Thomas Lingelbach, Chief Executive Officer of Valneva, added, “Our teams have been working extremely hard to develop our differentiated vaccine candidate and I would like to thank them, as well as the UK government, for their dedication and support. While conducting our first clinical trials, we are already ramping-up our manufacturing capacities and commencing production at full-scale so that we can make the vaccine widely available across the world assuming the vaccine is safe and effective.”
Adam Finn, Chief investigator for the VLA 2001-201 program, Professor of Paediatrics at the University of Bristol and Consultant at the Bristol Royal Hospital for Children said, “I’m very pleased and proud to be leading the clinical trials effort to bring this vaccine forward in the UK working alongside a very strong team across several National Institute for Health Research NHS sites. The effort to produce vaccines to prevent COVID-19 and to limit its spread within populations has included several very new approaches, but there are tried and tested approaches to developing highly effective and safe vaccines that we can also use. Growing the whole virus and then inactivating it to make a vaccine is an approach first developed in the 1950s and has contributed to disease prevention over many decades. We expect this inactivated vaccine containing two adjuvants could generate a broader immune response.”
In September 2020, Valneva announced a major COVID-19 vaccine partnership with the U.K. government. Under the agreement, if vaccine development is successful, Valneva will provide the UK government with 60 million doses in the second half of 2021 and UK government has options over provision of a further 130 million doses from 2022-2025. UK government is also investing up-front in the scale up and development of the vaccine, with the investment being recouped against the vaccine supply.

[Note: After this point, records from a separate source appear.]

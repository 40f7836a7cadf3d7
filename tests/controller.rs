use std::collections::HashMap;
use std::sync::atomic::{AtomicUsize, Ordering};
use std::sync::mpsc::{self, Receiver, Sender};
use std::sync::{Arc, Mutex};
use std::time::Duration;

use hn_search::{
    CacheEntry, FetchController, FetchError, Hit, LifetimeToken, PageResult, Projection, SearchBackend,
};
use pretty_assertions::assert_eq;

const WAIT: Duration = Duration::from_secs(5);

fn hit(id: &str) -> Hit {
    Hit {
        id: id.to_string(),
        title: format!("Story {id}"),
        url: format!("https://example.com/{id}"),
        author: "pg".to_string(),
        comment_count: 7,
        score: 42,
    }
}

/// Serves canned pages and counts calls. With a gate, every call blocks until
/// the test releases it.
#[derive(Default)]
struct ScriptedBackend {
    calls: AtomicUsize,
    pages: Mutex<HashMap<(String, u32), Result<Vec<Hit>, FetchError>>>,
    gate: Option<Mutex<Receiver<()>>>,
}

impl ScriptedBackend {
    fn new() -> Self {
        Self::default()
    }

    fn gated() -> (Self, Sender<()>) {
        let (release, gate) = mpsc::channel();
        let backend = Self {
            gate: Some(Mutex::new(gate)),
            ..Self::default()
        };
        (backend, release)
    }

    fn respond(self, key: &str, page: u32, hits: Vec<Hit>) -> Self {
        self.pages
            .lock()
            .unwrap()
            .insert((key.to_string(), page), Ok(hits));
        self
    }

    fn fail(self, key: &str, page: u32, error: FetchError) -> Self {
        self.pages
            .lock()
            .unwrap()
            .insert((key.to_string(), page), Err(error));
        self
    }

    fn calls(&self) -> usize {
        self.calls.load(Ordering::SeqCst)
    }
}

impl SearchBackend for ScriptedBackend {
    fn search(&self, key: &str, page: u32) -> Result<PageResult, FetchError> {
        self.calls.fetch_add(1, Ordering::SeqCst);
        if let Some(gate) = &self.gate {
            gate.lock().unwrap().recv().unwrap();
        }

        let scripted = self
            .pages
            .lock()
            .unwrap()
            .get(&(key.to_string(), page))
            .cloned()
            .unwrap_or_else(|| Ok(Vec::new()));

        scripted.map(|hits| PageResult {
            key: key.to_string(),
            hits,
            page,
        })
    }
}

fn controller(backend: Arc<ScriptedBackend>, term: &str) -> FetchController {
    FetchController::new(backend, term, LifetimeToken::new())
}

#[test]
fn end_to_end_search_page_and_dismiss() {
    let backend = Arc::new(
        ScriptedBackend::new()
            .respond("redux", 0, vec![hit("h1"), hit("h2")])
            .respond("redux", 1, vec![hit("h3")]),
    );
    let mut controller = controller(backend.clone(), "redux");

    controller.start();
    assert!(controller.state().is_loading());
    assert!(controller.wait_for_completion(WAIT));
    assert!(!controller.state().is_loading());
    assert_eq!(
        controller.state().cache().get("redux"),
        Some(&CacheEntry {
            hits: vec![hit("h1"), hit("h2")],
            page: 0
        })
    );

    controller.on_load_more();
    assert!(controller.wait_for_completion(WAIT));
    assert_eq!(
        controller.state().cache().get("redux"),
        Some(&CacheEntry {
            hits: vec![hit("h1"), hit("h2"), hit("h3")],
            page: 1
        })
    );

    controller.on_dismiss("h2");
    assert_eq!(
        controller.state().project(),
        Projection {
            hits: &[hit("h1"), hit("h3")],
            page: 1
        }
    );
    assert_eq!(backend.calls(), 2);
}

#[test]
fn submitting_a_seen_term_does_not_fetch() {
    let backend = Arc::new(
        ScriptedBackend::new()
            .respond("redux", 0, vec![hit("r1")])
            .respond("rust", 0, vec![hit("s1")]),
    );
    let mut controller = controller(backend.clone(), "redux");
    controller.start();
    assert!(controller.wait_for_completion(WAIT));

    controller.on_input_change("rust");
    assert_eq!(controller.state().active_key(), "redux");
    controller.on_submit();
    assert!(controller.wait_for_completion(WAIT));
    assert_eq!(backend.calls(), 2);
    assert_eq!(controller.state().project().hits, &[hit("s1")]);

    controller.on_input_change("redux");
    controller.on_submit();
    assert!(!controller.state().is_loading());
    assert_eq!(controller.in_flight(), 0);
    assert_eq!(backend.calls(), 2);
    assert_eq!(controller.state().project().hits, &[hit("r1")]);
}

#[test]
fn empty_results_are_cached_too() {
    let backend = Arc::new(ScriptedBackend::new());
    let mut controller = controller(backend.clone(), "nothing-matches");
    controller.start();
    assert!(controller.wait_for_completion(WAIT));

    controller.on_submit();
    assert_eq!(backend.calls(), 1);
    assert_eq!(controller.state().project(), Projection { hits: &[], page: 0 });
}

#[test]
fn result_arriving_after_shutdown_is_discarded() {
    let (backend, release) = ScriptedBackend::gated();
    let backend = Arc::new(backend.respond("redux", 0, vec![hit("h1")]));
    let mut controller = controller(backend.clone(), "redux");

    controller.start();
    let before = controller.state().clone();

    controller.shutdown();
    release.send(()).unwrap();
    controller.join_workers();

    assert!(!controller.poll());
    assert_eq!(controller.state(), &before);
    assert!(controller.state().cache().is_empty());
    assert_eq!(backend.calls(), 1);
}

#[test]
fn dropping_the_controller_cancels_its_token() {
    let token = LifetimeToken::new();
    let controller = FetchController::new(Arc::new(ScriptedBackend::new()), "redux", token.clone());
    assert!(token.is_alive());
    drop(controller);
    assert!(!token.is_alive());
}

#[test]
fn failure_is_reported_only_against_its_own_term() {
    let backend = Arc::new(
        ScriptedBackend::new()
            .respond("redux", 0, vec![hit("r1")])
            .fail("rust", 0, FetchError::Status {
                status: 503,
                body: "unavailable".to_string(),
            }),
    );
    let mut controller = controller(backend.clone(), "redux");
    controller.start();
    assert!(controller.wait_for_completion(WAIT));
    let cache_before = controller.state().cache().clone();

    controller.on_input_change("rust");
    controller.on_submit();
    assert!(controller.wait_for_completion(WAIT));

    assert!(!controller.state().is_loading());
    assert_eq!(controller.state().cache(), &cache_before);
    assert!(matches!(
        controller.state().visible_error(),
        Some(FetchError::Status { status: 503, .. })
    ));

    controller.on_input_change("redux");
    controller.on_submit();
    assert!(controller.state().visible_error().is_none());
    assert_eq!(controller.state().project().hits, &[hit("r1")]);
}

#[test]
fn resubmitting_a_failed_term_retries() {
    let backend = Arc::new(ScriptedBackend::new().fail(
        "redux",
        0,
        FetchError::Network("connection refused".to_string()),
    ));
    let mut controller = controller(backend.clone(), "redux");
    controller.start();
    assert!(controller.wait_for_completion(WAIT));
    assert!(controller.state().visible_error().is_some());

    controller.on_submit();
    assert!(controller.state().is_loading());
    assert!(controller.wait_for_completion(WAIT));
    assert_eq!(backend.calls(), 2);
}

#[test]
fn load_more_and_dismiss_without_results_do_nothing() {
    let backend = Arc::new(ScriptedBackend::new());
    let mut controller = controller(backend.clone(), "redux");

    let before = controller.state().clone();
    controller.on_load_more();
    controller.on_dismiss("h1");

    assert_eq!(controller.state(), &before);
    assert_eq!(controller.in_flight(), 0);
    assert_eq!(backend.calls(), 0);
}

#[test]
fn only_one_load_more_at_a_time() {
    let (backend, release) = ScriptedBackend::gated();
    let backend = Arc::new(
        backend
            .respond("redux", 0, vec![hit("h1")])
            .respond("redux", 1, vec![hit("h2")]),
    );
    let mut controller = controller(backend.clone(), "redux");

    controller.start();
    release.send(()).unwrap();
    assert!(controller.wait_for_completion(WAIT));

    controller.on_load_more();
    controller.on_load_more();
    assert!(controller.state().is_loading_more());

    release.send(()).unwrap();
    assert!(controller.wait_for_completion(WAIT));
    assert_eq!(backend.calls(), 2);

    let entry = controller.state().cache().get("redux").unwrap();
    assert_eq!(entry.hits, vec![hit("h1"), hit("h2")]);
    assert_eq!(entry.page, 1);
}

/// Panics on every call, like a backend hitting a bug mid-request.
#[derive(Default)]
struct PanickingBackend {
    calls: AtomicUsize,
}

impl SearchBackend for PanickingBackend {
    fn search(&self, key: &str, page: u32) -> Result<PageResult, FetchError> {
        self.calls.fetch_add(1, Ordering::SeqCst);
        panic!("backend blew up on {key} page {page}");
    }
}

#[test]
fn panicking_worker_settles_as_a_failure() {
    let backend = Arc::new(PanickingBackend::default());
    let mut controller = FetchController::new(backend.clone(), "redux", LifetimeToken::new());

    controller.start();
    assert_eq!(controller.in_flight(), 1);
    controller.join_workers();
    controller.poll();

    assert!(!controller.state().is_loading());
    assert_eq!(controller.in_flight(), 0);
    assert!(matches!(
        controller.state().visible_error(),
        Some(FetchError::Network(_))
    ));
    assert!(controller.state().cache().is_empty());

    controller.on_submit();
    assert_eq!(controller.in_flight(), 1);
    controller.join_workers();
    assert_eq!(backend.calls.load(Ordering::SeqCst), 2);
    assert!(!controller.state().is_loading());
}

#[test]
fn panicking_worker_after_shutdown_changes_nothing() {
    let mut controller =
        FetchController::new(Arc::new(PanickingBackend::default()), "redux", LifetimeToken::new());

    controller.start();
    let before = controller.state().clone();
    controller.shutdown();
    controller.join_workers();

    assert!(!controller.poll());
    assert_eq!(controller.state(), &before);
}

#[test]
fn in_flight_counts_unsettled_requests() {
    let (backend, release) = ScriptedBackend::gated();
    let backend = Arc::new(
        backend
            .respond("redux", 0, vec![hit("r1")])
            .respond("rust", 0, vec![hit("s1")]),
    );
    let mut controller = controller(backend.clone(), "redux");

    controller.start();
    controller.on_input_change("rust");
    controller.on_submit();
    assert_eq!(controller.in_flight(), 2);

    release.send(()).unwrap();
    release.send(()).unwrap();
    assert!(controller.wait_for_completion(WAIT));
    if controller.in_flight() > 0 {
        assert!(controller.wait_for_completion(WAIT));
    }
    assert_eq!(controller.in_flight(), 0);
    assert!(!controller.state().is_loading());
}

About the Novel Coronavirus SARS-CoV-2 and COVID-19 Disease
SARS-CoV-2 is a new coronavirus identified in late 2019 and belongs to a family of enveloped RNA viruses that include MERS and SARS, both of which caused serious human infections of the respiratory system. The virus, which causes a disease named COVID-19, has never before been found in humans. Since this outbreak was first reported, the virus has caused over 1.6 million reported deaths globally. It has been declared a pandemic by the World Health Organization (WHO).